Volatile components of the aerosol composition can now be measured with good size and time resolution by the Aerodyne aerosol mass spectrometer (AMS), thereby permitting similarly resolved dependent properties, such as refractive index and particle density, to be derived. This study attempts to use these newly available data to investigate the variability of calculated aerosol scattering extinction and to compare it to measured values. Achieving this goal required the development of a data analysis algorithm that not only computes size-resolved refractive indices, but also carries out the scattering extinction calculations, after first constructing a comprehensive size distribution for particles ranging in size from 20 nm to 20 μm, from aerosol size distributions measured by three different instruments (SMPS, PCASP, and APS). The complexity of the data analysis required that most steps be automated.

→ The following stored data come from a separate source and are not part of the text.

//! State management for Betslip.
//!
//! This module provides centralized state management with a unidirectional
//! data flow pattern inspired by Redux/Elm architecture. The [`Store`] is
//! built and owned by the application; everything else talks to it through
//! [`Action`]s.

mod app_state;
mod catalog_state;
mod slip_state;
mod success_state;

pub use app_state::{AppState, Focus, InputMode, View};
pub use catalog_state::CatalogState;
pub use slip_state::{
    BettingSlip, DEFAULT_STAKE, MIN_STAKE, STAKE_STEP, SelectedBet, StakeInput, StakeRules,
    SubmissionRecord, bet_key, format_amount, round_cents,
};
pub use success_state::{SUCCESS_MESSAGE_DURATION, SuccessMessage};

use crate::catalog::Event;
use crate::error::{Error, Result};
use std::time::{Duration, Instant};
use tokio::sync::mpsc;
use tracing::{debug, error, info, warn};

/// Actions that can be dispatched to modify state.
#[derive(Debug, Clone)]
pub enum Action {
    // Navigation
    SetView(View),
    ToggleFocus,

    // Catalog actions
    LoadEvents,
    EventsLoaded(Vec<Event>),
    NextChoice,
    PreviousChoice,

    // Slip actions
    ToggleBet { event_id: String, choice_id: String },
    RemoveBet(String),
    IncreaseStake,
    DecreaseStake,
    UpdateStake(String),
    ResetStake,
    ClearAllBets,
    SubmitBets,
    ClearHistory,

    // Success message
    CloseSuccessMessage,
    ExpireSuccessMessage(u64),

    // Stake input
    BeginStakeEdit,
    InputChar(char),
    InputBackspace,
    InputCursorLeft,
    InputCursorRight,
    CommitInput,
    CancelInput,

    // UI actions
    ScrollUp,
    ScrollDown,
    PageUp,
    PageDown,
    GoToTop,
    GoToBottom,
    ToggleHelp,
    ShowNotification(Notification),
    DismissNotification,
    Tick,

    // Error handling
    SetError(String),
    ClearError,

    // Quit
    Quit,
}

/// A notification to display to the user.
#[derive(Debug, Clone)]
pub struct Notification {
    pub message: String,
    pub level: NotificationLevel,
    pub duration_secs: u64,
    pub shown_at: Instant,
}

/// Notification severity level.
#[derive(Debug, Clone, Copy, PartialEq, Eq)]
pub enum NotificationLevel {
    Info,
    Warning,
    Error,
}

impl Notification {
    fn new(message: impl Into<String>, level: NotificationLevel, duration_secs: u64) -> Self {
        Self {
            message: message.into(),
            level,
            duration_secs,
            shown_at: Instant::now(),
        }
    }

    pub fn info(message: impl Into<String>) -> Self {
        Self::new(message, NotificationLevel::Info, 3)
    }

    pub fn warning(message: impl Into<String>) -> Self {
        Self::new(message, NotificationLevel::Warning, 5)
    }

    pub fn error(message: impl Into<String>) -> Self {
        Self::new(message, NotificationLevel::Error, 10)
    }

    /// Whether the notification has been up for its full duration.
    pub fn is_expired(&self, now: Instant) -> bool {
        now.duration_since(self.shown_at) >= Duration::from_secs(self.duration_secs)
    }
}

/// The application state store.
#[derive(Debug)]
pub struct Store {
    /// Application state.
    pub app: AppState,
    /// Loaded events.
    pub catalog: CatalogState,
    /// The betting slip.
    pub slip: BettingSlip,
    /// Success message shown after a submission.
    pub success: SuccessMessage,
    /// Action sender for dispatching actions.
    action_tx: mpsc::UnboundedSender<Action>,
}

impl Store {
    /// Create a new store with default stake rules.
    pub fn new(action_tx: mpsc::UnboundedSender<Action>) -> Self {
        Self::with_settings(action_tx, StakeRules::default(), SUCCESS_MESSAGE_DURATION)
    }

    /// Create a new store with explicit stake rules and message duration.
    pub fn with_settings(
        action_tx: mpsc::UnboundedSender<Action>,
        rules: StakeRules,
        success_duration: Duration,
    ) -> Self {
        Self {
            app: AppState::default(),
            catalog: CatalogState::default(),
            slip: BettingSlip::new(rules),
            success: SuccessMessage::new(success_duration),
            action_tx,
        }
    }

    /// Dispatch an action to the store.
    pub fn dispatch(&self, action: Action) -> Result<()> {
        self.action_tx
            .send(action)
            .map_err(|e| Error::channel(e.to_string()))
    }

    /// Toggle a bet identified by event and choice ids.
    pub fn toggle_bet(&mut self, event_id: &str, choice_id: &str) -> Result<()> {
        let event = self
            .catalog
            .find_event(event_id)
            .ok_or_else(|| Error::invalid_input(format!("unknown event {}", event_id)))?;
        let choice = event.find_choice(choice_id).ok_or_else(|| {
            Error::invalid_input(format!("unknown choice {} on event {}", choice_id, event_id))
        })?;
        self.slip.toggle_bet(event, choice)
    }

    /// Submit the slip and show the success message.
    pub fn submit_bets(&mut self) -> Result<SubmissionRecord> {
        let record = self.slip.submit_bets()?;
        info!(
            id = %record.id,
            bets = record.bets.len(),
            amount = %record.amount,
            total = %record.total,
            potential_gain = %record.potential_gain,
            timestamp = %record.timestamp_iso(),
            "Submitting bets"
        );
        self.success.show(
            &record.bets,
            record.total.clone(),
            record.potential_gain.clone(),
            &self.action_tx,
        );
        Ok(record)
    }

    /// Apply an action to update state.
    pub fn reduce(&mut self, action: Action) {
        match action {
            // Navigation
            Action::SetView(view) => self.app.current_view = view,
            Action::ToggleFocus => self.app.focus = self.app.focus.toggled(),

            // Catalog actions
            Action::LoadEvents => {
                self.catalog.loading = true;
                self.app.loading = true;
            }
            Action::EventsLoaded(events) => {
                self.catalog.set_events(events);
                self.app.loading = false;
            }
            Action::NextChoice => self.catalog.next_choice(),
            Action::PreviousChoice => self.catalog.previous_choice(),

            // Slip actions
            Action::ToggleBet {
                event_id,
                choice_id,
            } => match self.toggle_bet(&event_id, &choice_id) {
                Ok(()) => debug!(
                    event_id = %event_id,
                    choice_id = %choice_id,
                    selected = self.slip.is_selected(&event_id, &choice_id),
                    "Toggled bet"
                ),
                Err(e) => self.reject(e),
            },
            Action::RemoveBet(key) => {
                if self.slip.remove_bet(&key) {
                    debug!(key = %key, "Removed bet");
                }
            }
            Action::IncreaseStake => self.slip.increase_bet_amount(),
            Action::DecreaseStake => self.slip.decrease_bet_amount(),
            Action::UpdateStake(raw) => self.update_stake(raw),
            Action::ResetStake => self.slip.reset_bet_amount(),
            Action::ClearAllBets => {
                self.slip.clear_all_bets();
                debug!("Cleared slip");
            }
            Action::SubmitBets => {
                if let Err(e) = self.submit_bets() {
                    self.reject(e);
                }
            }
            Action::ClearHistory => self.slip.clear_submission_history(),

            // Success message
            Action::CloseSuccessMessage => self.success.close(),
            Action::ExpireSuccessMessage(id) => {
                if !self.success.expire(id) {
                    debug!(timer = id, "Ignored stale success message hide");
                }
            }

            // Stake input
            Action::BeginStakeEdit => {
                let current = self.slip.bet_amount().to_string();
                self.app.begin_input(InputMode::EditStake, current);
            }
            Action::InputChar(c) => {
                if self.app.is_editing() {
                    self.app.push_char(c);
                }
            }
            Action::InputBackspace => self.app.pop_char(),
            Action::InputCursorLeft => self.app.cursor_left(),
            Action::InputCursorRight => self.app.cursor_right(),
            Action::CommitInput => {
                let mode = self.app.input_mode;
                let input = self.app.take_input();
                if mode == InputMode::EditStake {
                    self.update_stake(input);
                }
            }
            Action::CancelInput => {
                self.app.take_input();
            }

            // UI actions
            Action::ScrollUp => self.scroll(-1),
            Action::ScrollDown => self.scroll(1),
            Action::PageUp => self.scroll(-10),
            Action::PageDown => self.scroll(10),
            Action::GoToTop => self.go_to_top(),
            Action::GoToBottom => self.go_to_bottom(),
            Action::ToggleHelp => self.app.show_help = !self.app.show_help,
            Action::ShowNotification(notification) => {
                self.app.notification = Some(notification);
            }
            Action::DismissNotification => {
                self.app.notification = None;
            }
            Action::Tick => {
                let now = Instant::now();
                if self
                    .app
                    .notification
                    .as_ref()
                    .is_some_and(|n| n.is_expired(now))
                {
                    self.app.notification = None;
                }
            }

            // Error handling
            Action::SetError(error) => {
                self.app.error = Some(error);
                self.app.loading = false;
                self.catalog.loading = false;
            }
            Action::ClearError => {
                self.app.error = None;
            }

            // Quit
            Action::Quit => {
                self.app.should_quit = true;
            }
        }
    }

    fn update_stake(&mut self, raw: String) {
        if self.slip.update_bet_amount(raw.as_str()) {
            debug!(stake = %self.slip.bet_amount(), "Updated stake");
        } else {
            debug!(input = %raw, stake = %self.slip.bet_amount(), "Ignored stake input");
        }
    }

    fn reject(&mut self, error: Error) {
        if error.is_data_contract_violation() {
            error!(error = %error, "Event data violates the catalog contract");
        } else {
            warn!(error = %error, "Rejected slip operation");
        }
        self.app.notification = Some(Notification::warning(error.to_string()));
    }

    fn scroll(&mut self, delta: i32) {
        match (self.app.current_view, self.app.focus) {
            (View::Events, Focus::Events) => {
                let current = self.catalog.selected_index.unwrap_or(0) as i32;
                let new_index = (current + delta).max(0) as usize;
                let max_index = self.catalog.events.len().saturating_sub(1);
                self.catalog.selected_index = Some(new_index.min(max_index));
                self.catalog.clamp_choice();
            }
            (View::Events, Focus::Slip) => {
                if !self.slip.has_bets() {
                    return;
                }
                let current = self.slip.selected_index.unwrap_or(0) as i32;
                let new_index = (current + delta).max(0) as usize;
                let max_index = self.slip.bet_count().saturating_sub(1);
                self.slip.selected_index = Some(new_index.min(max_index));
            }
            (View::History, _) => {
                let current = self.slip.history_index.unwrap_or(0) as i32;
                let new_index = (current + delta).max(0) as usize;
                let max_index = self.slip.total_submissions().saturating_sub(1);
                self.slip.history_index = Some(new_index.min(max_index));
            }
        }
    }

    fn go_to_top(&mut self) {
        match (self.app.current_view, self.app.focus) {
            (View::Events, Focus::Events) => {
                self.catalog.selected_index = Some(0);
                self.catalog.clamp_choice();
            }
            (View::Events, Focus::Slip) if self.slip.has_bets() => {
                self.slip.selected_index = Some(0)
            }
            (View::History, _) => self.slip.history_index = Some(0),
            _ => {}
        }
    }

    fn go_to_bottom(&mut self) {
        match (self.app.current_view, self.app.focus) {
            (View::Events, Focus::Events) => {
                let max = self.catalog.events.len().saturating_sub(1);
                self.catalog.selected_index = Some(max);
                self.catalog.clamp_choice();
            }
            (View::Events, Focus::Slip) if self.slip.has_bets() => {
                self.slip.selected_index = Some(self.slip.bet_count() - 1);
            }
            (View::History, _) => {
                let max = self.slip.total_submissions().saturating_sub(1);
                self.slip.history_index = Some(max);
            }
            _ => {}
        }
    }
}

Consequently, the data analysis software tool “EMLACE tropo analysis” (ETA) was developed.
The feasibility of the data analysis methods and the quantitative performance of the tool were assessed by analyzing, first, data from a series of laboratory experiments using well-characterized aerosol, and, secondly, a comprehensive set of ambient aerosol measurements made during phase I of the Elk Mountain/Laramie Aerosol Characterization Experiment (EMLACE). This colloquium will present a discussion of the algorithm and the data analysis methods on which it is based, together with case study results from their application to EMLACE measurements.